Adults aged 55-64, roughly the Baby Boomers, are the only age group in which a majority (53 percent) says Playboy is relevant to their own generation. Half of adults from 30-44 years old say Playboy is relevant to their generation as well.

These views are reflected in impressions about the brand itself: While 40 percent of adults have a favorable impression of Playboy in Morning Consult Brand Intelligence, above the news media’s average favorability of 24 percent, another 28 percent hold unfavorable views.

“Clearly, Playboy is less relevant than it was 20, 30, or 40 years ago, but there are a lot of things that could be done to make it relevant again,” said Jonathan Boyar, a principal at the Boyar Value Group, which was a shareholder in Playboy Enterprises when it was a publicly traded entity. Hefner took the company private in 2011 in a deal that valued Playboy at $207 million at the time.

“Playboy is an iconic brand. They can be tarnished, but never really die. And with the right stewardship and the right people leading the company, it can become relevant again,” he added.

Playboy did not respond to requests for comment.

In an attempt to refresh the brand, Playboy announced in 2015 it would no longer feature full nudity in its centerfolds, but it reversed that decision earlier this year. But the brief hiatus of nude photos refueled a longstanding joke in American culture: Who reads Playboy for the articles?

It turns out a majority of U.S. adults say they do. Fifty-five percent of U.S. adults say they have read a Playboy article, while 40 percent say they have not.

Playboy is past its prime, but in its early days was genius.

Zoë Chance, an assistant professor at the Yale School of Management

Given the male-dominated readership, it is not surprising that men are much more likely than women to say they have read the words in Playboy: 70 percent versus 40 percent, respectively. Nearly half (47 percent) of the female respondents say they have not read any Playboy pieces.

People may actually be reading more Playboy articles as porn becomes more readily available online, said Zoë Chance, an assistant professor at the Yale School of Management and author of a book chapter titled “ ‘I Read Playboy for the Articles’: Justifying and Rationalizing Questionable Preferences.”

“As porn consumption becomes increasingly normalized, it’s also less necessary to justify enjoying it,” Chance said.

The brand is “more quaint than edgy,” she said.  “Playboy is past its prime, but in its early days was genius.”

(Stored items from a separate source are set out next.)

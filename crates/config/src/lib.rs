//! Settings persistence and backup for inkdex.
//!
//! Settings are a single JSON document with load-or-create-default
//! semantics; backups are timestamped copies of the settings snapshot and
//! the catalog database. Platform-appropriate default locations come from
//! the `directories` crate.

pub mod backup;
pub mod error;
mod settings;

pub use crate::backup::{BackupPaths, export, import};
pub use crate::settings::Settings;

use crate::error::{ErrorKind, Result};
use directories::ProjectDirs;
use exn::OptionExt;
use std::path::PathBuf;

fn project_dirs() -> Result<ProjectDirs> {
    ProjectDirs::from("", "", "inkdex").ok_or_raise(|| ErrorKind::DataDir)
}

/// Default location of the settings document.
pub fn default_settings_path() -> Result<PathBuf> {
    Ok(project_dirs()?.config_dir().join("config.json"))
}

/// Default location of the catalog database.
pub fn default_database_path() -> Result<PathBuf> {
    Ok(project_dirs()?.data_dir().join("catalog.db"))
}

/// Default location for user-facing backup exports.
pub fn default_export_dir() -> Result<PathBuf> {
    Ok(project_dirs()?.data_dir().join("exports"))
}
//! Error types for the [`scan`](super) module.
//!
//! Uses [`exn`] for automatic location tracking and error tree construction.

use derive_more::{Display, Error};
use std::path::PathBuf;

/// A scan error with automatic location tracking via [`exn::Exn`].
pub type Error = exn::Exn<ErrorKind>;
/// Result type alias for scan operations.
pub type Result<T> = std::result::Result<T, Error>;

/// Classifies the origin of a scan failure.
///
/// Individual files that cannot be read are skipped, never surfaced; these
/// kinds cover the failures that terminate the whole scan.
#[derive(Debug, Display, Error)]
pub enum ErrorKind {
    /// Directory enumeration itself failed.
    #[display("failed to walk directory tree")]
    Walk,
    /// A catalog store lookup or insert failed.
    #[display("catalog store operation failed")]
    Catalog,
    /// The scan root does not exist and the caller opted into treating that
    /// as an error (see [`ScanOptions`](super::ScanOptions)).
    #[display("scan root does not exist: {}", _0.display())]
    MissingRoot(#[error(not(source))] PathBuf),
}

impl ErrorKind {
    /// Returns `true` if retrying might succeed.
    pub fn is_retryable(&self) -> bool {
        false
    }
}
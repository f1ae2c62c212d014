//! Application settings: a single JSON document with a fixed option set.
//!
//! Load semantics are load-or-create-default: a missing file is created
//! with defaults, a partial file is merged over defaults, and a corrupt
//! file is silently replaced with defaults (which are then persisted).
//! Corruption is never an error the caller has to handle.

use crate::error::{ErrorKind, Result};
use exn::ResultExt;
use figment::Figment;
use figment::providers::{Format, Json, Serialized};
use serde::{Deserialize, Serialize};
use std::fs;
use std::path::{Path, PathBuf};

#[derive(Debug, Clone, PartialEq, Eq, Serialize, Deserialize)]
#[serde(default, rename_all = "camelCase")]
pub struct Settings {
    /// Root of the library the scanner indexes.
    pub manga_directory: PathBuf,
    pub is_dark_mode: bool,
    pub language: String,
    pub auto_scan_on_startup: bool,
    pub show_splash_screen: bool,
    pub items_per_page: u32,
}

impl Default for Settings {
    fn default() -> Self {
        Self {
            manga_directory: PathBuf::new(),
            is_dark_mode: false,
            language: "en".to_string(),
            auto_scan_on_startup: true,
            show_splash_screen: true,
            items_per_page: 20,
        }
    }
}

impl Settings {
    /// Load settings from `path`, falling back to (and persisting) defaults
    /// when the file is missing or unreadable.
    pub fn load(path: impl AsRef<Path>) -> Result<Self> {
        let path = path.as_ref();
        if !path.exists() {
            let settings = Self::default();
            settings.save(path)?;
            return Ok(settings);
        }
        let loaded = Figment::from(Serialized::defaults(Self::default())).merge(Json::file(path)).extract::<Self>();
        match loaded {
            Ok(settings) => Ok(settings),
            Err(err) => {
                tracing::warn!(%err, path = %path.display(), "settings file unreadable, restoring defaults");
                let settings = Self::default();
                settings.save(path)?;
                Ok(settings)
            },
        }
    }

    /// Persist settings as pretty-printed JSON, creating parent directories
    /// as needed.
    pub fn save(&self, path: impl AsRef<Path>) -> Result<()> {
        let path = path.as_ref();
        if let Some(parent) = path.parent() {
            fs::create_dir_all(parent).or_raise(|| ErrorKind::Io)?;
        }
        let json = serde_json::to_string_pretty(self).or_raise(|| ErrorKind::Serialize)?;
        fs::write(path, json).or_raise(|| ErrorKind::Io)
    }

    /// Replace whatever is at `path` with persisted defaults.
    pub fn reset(path: impl AsRef<Path>) -> Result<Self> {
        let settings = Self::default();
        settings.save(path)?;
        Ok(settings)
    }
}
pub(crate) mod error;
mod parse;
mod stream;

pub use self::parse::{UNKNOWN_AUTHOR, parse_title_author};
pub use self::stream::{ScanEvent, ScanOptions, scan};

/// Archive extensions the scanner will index (matched case-insensitively,
/// without the dot).
pub const SUPPORTED_EXTENSIONS: [&str; 6] = ["cbz", "cbr", "zip", "pdf", "rar", "7z"];

/// Genre assigned to freshly indexed files; filenames carry no genre
/// information so everything starts out unknown.
pub const UNKNOWN_GENRE: &str = "Unknown";
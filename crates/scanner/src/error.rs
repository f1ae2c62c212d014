//! Scanner Error Types
//!
//! Structured errors using `exn` for automatic location tracking and error
//! tree construction. The module-specific kinds (see [`scan::error`](crate::scan))
//! sit underneath these crate-level categories in the error tree.

use derive_more::{Display, Error};

/// A scanner error with automatic location tracking.
pub type Error = exn::Exn<ErrorKind>;
/// Result type alias for scanner operations.
pub type Result<T> = std::result::Result<T, Error>;

#[derive(Debug, Display, Error)]
pub enum ErrorKind {
    /// A directory scan failed. Per-file problems never surface here; only
    /// enumeration and catalog failures are fatal to a scan.
    #[display("library scan failed")]
    Scan,
    /// The external scanning delegate could not be executed.
    #[display("external scanner delegate failed")]
    Delegate,
}

impl ErrorKind {
    /// Returns `true` if retrying might succeed.
    pub fn is_retryable(&self) -> bool {
        false
    }
}
use std::fmt::{Display, Formatter, Result as FmtResult};
use std::str::FromStr;

use crate::error::{Error, ErrorKind};

/// Reading status of a catalog record.
///
/// The discriminant is what gets persisted, so the values are fixed.
#[derive(Debug, Clone, Copy, PartialEq, Eq, Hash)]
#[repr(i64)]
pub enum ReadingStatus {
    PlanToRead = 0,
    Reading = 1,
    Completed = 2,
    OnHold = 3,
    Dropped = 4,
}

impl ReadingStatus {
    /// Every status, in discriminant order. Handy for iterating aggregates.
    pub const ALL: [ReadingStatus; 5] = [
        ReadingStatus::PlanToRead,
        ReadingStatus::Reading,
        ReadingStatus::Completed,
        ReadingStatus::OnHold,
        ReadingStatus::Dropped,
    ];

    /// Returns the human-readable label for the status.
    pub fn label(&self) -> &'static str {
        match self {
            ReadingStatus::PlanToRead => "Plan to Read",
            ReadingStatus::Reading => "Reading",
            ReadingStatus::Completed => "Completed",
            ReadingStatus::OnHold => "On Hold",
            ReadingStatus::Dropped => "Dropped",
        }
    }

    /// Returns the accent color (hex) associated with the status.
    pub fn color(&self) -> &'static str {
        match self {
            ReadingStatus::PlanToRead => "#6B7280",
            ReadingStatus::Reading => "#10B981",
            ReadingStatus::Completed => "#3B82F6",
            ReadingStatus::OnHold => "#F59E0B",
            ReadingStatus::Dropped => "#EF4444",
        }
    }
}

impl From<ReadingStatus> for i64 {
    fn from(status: ReadingStatus) -> Self {
        status as i64
    }
}
impl TryFrom<i64> for ReadingStatus {
    type Error = Error;
    fn try_from(value: i64) -> Result<Self, Self::Error> {
        Ok(match value {
            0 => Self::PlanToRead,
            1 => Self::Reading,
            2 => Self::Completed,
            3 => Self::OnHold,
            4 => Self::Dropped,
            _ => exn::bail!(ErrorKind::InvalidData("reading status")),
        })
    }
}

impl FromStr for ReadingStatus {
    type Err = Error;
    fn from_str(s: &str) -> Result<Self, Self::Err> {
        let sanitized: String = s.chars().filter(|c| c.is_ascii_alphanumeric()).collect::<String>().to_lowercase();
        Ok(match sanitized.as_str() {
            "plantoread" | "planned" => Self::PlanToRead,
            "reading" => Self::Reading,
            "completed" | "complete" => Self::Completed,
            "onhold" | "paused" => Self::OnHold,
            "dropped" => Self::Dropped,
            _ => exn::bail!(ErrorKind::InvalidData("reading status")),
        })
    }
}

impl Display for ReadingStatus {
    fn fmt(&self, f: &mut Formatter<'_>) -> FmtResult {
        write!(f, "{}", self.label())
    }
}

Playboy’s future may lie in licensing and partnerships, not publishing. The division of Playboy Enterprises that licenses its name, rabbit head logo and other trademarks was the firm’s most profitable area, according to a Securities and Exchange Commission filing on Nov. 9, 2010, before the company went private.

Correction: An earlier version of this piece misstated the peak circulation dates of Playboy magazine.